Dasein: all the objects in your bedroom are arranged in a particular order that cannot be reduced to coordinates, your room is an organic composition and its composition constitutes its “my roominess” and makes it distinct from other rooms; my roominess is constituted through the sum of the positions and dispositions of all the objects in your room. You are a steersman for the room that unites past, present, and future in a circle of perception—if an object is borrowed from the room, you become aware of its presence by its absence: past in the present future. You develop a language to describe my roominess; perhaps you call your red scarf that always lies over your bedstead, “reddie”.


My roominess is what Dugin means by Dasein, a term borrowed from Heidegger. Instead of a room, imagine a country: the dead ancestors are present by their absence; your national poets provide the “reddie” language to perceive the my roominess you inhabit; and if someone moved all your objects about into a “rational” technocratic order—“I’ve hung your scarf on the doorknob, so much easier to reach…”—then you would feel bereft, as if you had lost something precious—the my roominess of Russia.


On Twitter, trendy people display their colour-coded bookshelves: these people are Dugin’s technocratic post-liberal enemies. They are Cartesian rationalists who arrange their rooms in accordance with an abstract schema that has been developed as part of a fad to signal sophistication—submission to what Heidegger calls the inauthentic “they”. These people think it is “totally gross” and unsophisticated to allow a my roominess to subsist; everything should be submitted to rational order. In doing so, they veil Dasein—everyone has the same shallow colour-coded bookshelf, they are totally interchangeable and totally dead.

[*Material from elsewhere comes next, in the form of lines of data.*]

//! Minimal HAR 1.2 structures for replaying signed-URL exchanges.

use serde::Deserialize;

/// Root HAR log (top-level wrapper).
#[derive(Debug, Deserialize)]
pub struct HarLog {
    pub log: HarRoot,
}

#[derive(Debug, Deserialize)]
pub struct HarRoot {
    pub entries: Vec<HarEntry>,
}

#[derive(Debug, Deserialize)]
pub struct HarEntry {
    pub request: HarRequest,
    pub response: HarResponse,
}

#[derive(Debug, Deserialize)]
pub struct HarRequest {
    #[serde(default = "default_method")]
    pub method: String,
    pub url: String,
    #[serde(default)]
    pub headers: Vec<HarHeader>,
    #[serde(default, rename = "postData")]
    pub post_data: Option<HarPostData>,
}

#[derive(Debug, Deserialize)]
pub struct HarPostData {
    #[serde(default)]
    pub text: Option<String>,
}

#[derive(Debug, Deserialize)]
pub struct HarResponse {
    /// `-1` or `0` for aborted or blocked requests in some exporters.
    #[serde(default)]
    pub status: i32,
    #[serde(default)]
    pub headers: Vec<HarHeader>,
    #[serde(default)]
    pub content: Option<HarContent>,
}

#[derive(Debug, Deserialize)]
pub struct HarContent {
    #[serde(default)]
    pub text: Option<String>,
    #[serde(default)]
    pub encoding: Option<String>,
}

#[derive(Debug, Deserialize)]
pub struct HarHeader {
    pub name: String,
    pub value: String,
}

fn default_method() -> String {
    "GET".to_string()
}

Dugin borrows liberally from the previous three political theories—aspects of Marxism rub shoulders with Savitri Devi’s neo-Nazi Hindooism in his thought; yet what he promotes is basically a Burkean conservatism, a defence of the little platoons and organic relations of place, in this case Russia, against Anglo-American mercantile post-liberal rationalism. Dugin thinks he can escape accusations of “racism” because he disdains biological appeals to race; Pushkin makes Russia for him, not DNA. Yet his post-liberal foes use “racism” to refer to any assertion of immutable difference—even if it is poetic Dasein. Ultimately, Dugin is quite reminiscent, for all his “sinister” esoteric references, of those conservative liberals in the West who lamely chant, “Democrats are the real racists.”